Rhys parecia desconfortável. ‘Tá bom, tá bom. Eu só... queria um tempo a sós com você.’
Ele se levantou, pegou o telefone dele e me entregou. ‘Vai, liga.’
Peguei o telefone, mas de repente percebi—não lembrava o número de Ashton.
Quem memoriza números hoje em dia, afinal?
Eu poderia ter procurado o número oficial do LGH, ligado para a central e pedido para me conectarem com o chefe.
Mas isso parecia muita complicação. Isso significaria passar por gente que eu não conhecia, demoraria muito e tornaria tudo público antes de eu estar pronta.
Então, liguei para a Yvaine. O número dela, pelo menos, era um palíndromo. Fácil de lembrar.
‘Alô? Quem tá falando?’ Yvaine parecia cansada.
‘Sou eu, Yvaine.’
‘Mirabelle?’ Ela soltou um palavrão de dor.
‘O que houve?’ perguntei.
‘Nada, só bati a cabeça. É você mesmo? Você tá viva?’
‘Tô bem. Você pode vir me buscar?’
‘Você não tá morta? Você tá mesmo bem? Você... você me assustou tanto, sabia? Não fechei os olhos por dois dias. Tô ficando louca...’ A voz dela falhou, e ela começou a chorar.
‘Tá tudo bem. Tô bem agora, não se preocupe. Só vem me buscar, tá?’ Minha voz estava fraca e rouca.
'Sim, sim, claro. Me diga onde você está. Estou indo agora mesmo', ela disse, suas palavras se atropelando entre risos e lágrimas.
'Certo, o endereço.' Olhei para Rhys.
Ele pegou o telefone de mim e deu o endereço para Yvaine.
Depois ele se virou para mim. 'Ela disse que está a caminho.'
Eu assenti com a cabeça.
Rhys saiu da sala, e eu fui me trocar.
Recusei a ajuda dele e, lentamente, desci as escadas.
A casa era nova e decorada com bom gosto, exatamente como se esperaria de Rhys e seu bom gosto.
Parte de mim queria perguntar o que aconteceu com a cobertura que ele costumava ter — aquela em que eu tinha ficado, aquela que deveria ser nosso lar de recém-casados.
Mas eu não perguntei.
Sentada no sofá da sala, tentei reunir tudo o que conseguia lembrar do dia em que caí no lago, mas quanto mais eu tentava, mais minha cabeça doía.
Me forçei a pensar em outra coisa.
Rhys se sentou comigo. Ele parecia querer conversar, mas eu não estava a fim.
Eu tinha dado apenas alguns passos quando Ashton se aproximou.
Antes que eu pudesse falar, Yvaine pulou na minha frente, me protegendo com os braços enquanto gritava com Ashton: 'O que você está fazendo aqui? Já não machucou ela o suficiente? Se ninguém a tivesse tirado, ela estaria morta no fundo daquele lago agora!'
A testa de Ashton estava franzida. Ele não disse uma palavra, seus olhos fixos em mim.
"Eu aposto que você gostaria que ela estivesse morta, não é?
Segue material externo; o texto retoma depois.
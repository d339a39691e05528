//! CLI command implementations
//!
//! Each invocation: load config → replay journal → run one operation →
//! print one JSON object. A data directory must be created with `init`
//! before any other command will open it.

use std::path::Path;

use serde_json::{json, Value};

use crate::config::Config;
use crate::engine::Engine;
use crate::observability::{log_event_with_fields, Event, Logger};
use crate::storage::FileJournal;
use crate::text_index::TokenInput;

use super::args::{Cli, Command};
use super::errors::{CliError, CliResult};
use super::io::{read_json_file, write_error, write_response};

/// Parse arguments and run the selected command
pub fn run() -> CliResult<()> {
    let cli = Cli::parse_args();
    run_command(&cli.config, cli.command)
}

/// Run one command, printing its result or error envelope
pub fn run_command(config_path: &Path, cmd: Command) -> CliResult<()> {
    match execute(config_path, cmd) {
        Ok(data) => write_response(data),
        Err(e) => {
            write_error(e.code_str(), e.message())?;
            Err(e)
        }
    }
}

/// Run one command and return its `data` payload
pub fn execute(config_path: &Path, cmd: Command) -> CliResult<Value> {
    let config = Config::load(config_path)?;
    Logger::set_min_severity(config.log_severity());
    log_event_with_fields(
        Event::ConfigLoaded,
        &[("path", &config_path.display().to_string())],
    );

    if let Command::Init = cmd {
        return init(&config);
    }

    let engine = open_engine(&config)?;
    match cmd {
        Command::Init => init(&config),
        Command::Index { document, input } => {
            let sentences: Vec<Vec<TokenInput>> = read_json_file(&input)?;
            let summary = engine.text_index().index_document(document, &sentences)?;
            Ok(serde_json::to_value(summary)?)
        }
        Command::Tokens {
            document,
            start,
            end,
        } => {
            let tokens = engine.text_index().get_tokens_in_range(document, start, end)?;
            Ok(serde_json::to_value(tokens)?)
        }
        Command::Sentences { document } => {
            let sentences = engine.text_index().get_sentences(document)?;
            Ok(serde_json::to_value(sentences)?)
        }
        Command::DeleteDocument { document } => {
            let removed = engine.text_index().delete_document(document)?;
            Ok(json!({"document_id": document, "tokens_removed": removed}))
        }
        Command::CreateCluster { workspace } => {
            let cluster = engine.annotations().create_cluster(workspace)?;
            Ok(serde_json::to_value(cluster)?)
        }
        Command::AddMention {
            cluster,
            document,
            start,
            end,
        } => {
            let mention = engine
                .annotations()
                .add_mention(cluster, document, start, end)?;
            Ok(serde_json::to_value(mention)?)
        }
        Command::Clusters { workspace } => {
            let store = engine.annotations();
            let mut listed = Vec::new();
            for cluster in store.get_clusters_for_workspace(workspace)? {
                let mention_count = store.mention_count(cluster.id)?;
                let mut entry = serde_json::to_value(&cluster)?;
                entry["mention_count"] = json!(mention_count);
                listed.push(entry);
            }
            Ok(Value::Array(listed))
        }
        Command::Mentions { cluster } => {
            let mentions = engine.annotations().get_mentions_for_cluster(cluster)?;
            Ok(serde_json::to_value(mentions)?)
        }
        Command::Resolve { mention } => {
            let record = engine.annotations().get_mention(mention)?;
            let resolution = engine.annotations().resolve_mention(mention)?;
            Ok(json!({"mention": record, "resolution": resolution}))
        }
        Command::DeleteMention { mention } => {
            let removed = engine.annotations().delete_mention(mention)?;
            Ok(serde_json::to_value(removed)?)
        }
        Command::DeleteCluster { cluster } => {
            let mention_ids = engine.annotations().delete_cluster(cluster)?;
            Ok(json!({"cluster_id": cluster, "mention_ids": mention_ids}))
        }
        Command::ClearWorkspace { workspace } => {
            let cleared = engine.annotations().delete_all_annotations(workspace)?;
            Ok(serde_json::to_value(cleared)?)
        }
        Command::Health => Ok(json!({
            "health": engine.health(),
            "tables": engine.stats()?,
            "metrics": engine.metrics().snapshot(),
        })),
    }
}

/// Create the data directory and an empty journal.
pub fn init(config: &Config) -> CliResult<Value> {
    if is_initialized(config.data_path()) {
        return Err(CliError::already_initialized());
    }

    open_engine_unchecked(config)?;

    Ok(json!({
        "initialized": true,
        "journal": FileJournal::journal_path(config.data_path()),
    }))
}

fn is_initialized(data_dir: &Path) -> bool {
    FileJournal::journal_path(data_dir).exists()
}

fn open_engine(config: &Config) -> CliResult<Engine> {
    if !is_initialized(config.data_path()) {
        return Err(CliError::not_initialized());
    }
    open_engine_unchecked(config)
}

fn open_engine_unchecked(config: &Config) -> CliResult<Engine> {
    Engine::open(config).map_err(|e| CliError::boot_failed(format!("Journal replay failed: {}", e)))
}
Assim você poderia correr para os braços daquela víbora, a Genevieve, sem nenhuma preocupação. Bom, pode fingir que ela está morta agora! Assim você fica livre!" Yvaine levantou o punho contra ele.
Uma frieza intensa emanava de Ashton, suficiente para fazer Yvaine hesitar, mas ela manteve sua posição. "Não me olhe assim. Não tenho medo de você. Preferiria morrer a deixar você machucá-la de novo. Mirabelle, vamos embora."
"Eu vim te levar para casa, Mira," Ashton falou com calma, sua voz rouca, mas seu olhar fixo em mim.
Meu coração apertou. Mordi o lábio.
Yvaine não se deu por vencida. "Não volte com ele! Como ainda acredita no que ele diz? E quando ele te machucar de novo? Quando ele te levar a saltar de novo? Você teve sorte dessa vez. Na próxima, pode não ter!"
"Mira..." Ashton ignorou Yvaine completamente, como se ela nem estivesse ali. Seus olhos vermelhos não se afastaram dos meus.
"Vamos embora. Ignore ele," Yvaine insistiu, puxando firme o meu braço, com medo que eu cedes-se.
Soltei delicadamente minha mão e disse suavemente, "Eu tenho que voltar para casa, uma hora ou outra."
"Você ainda quer voltar? Não está planejando se divorciar dele?" Yvaine saltava de frustração. "Eu juro, sua cabeça deve estar quente ainda. Você realmente acha que esse traidor vai mudar? Ele—"
"Te ligo mais tarde," eu disse calmamente. Sabia que ela só estava tão brava porque se importava.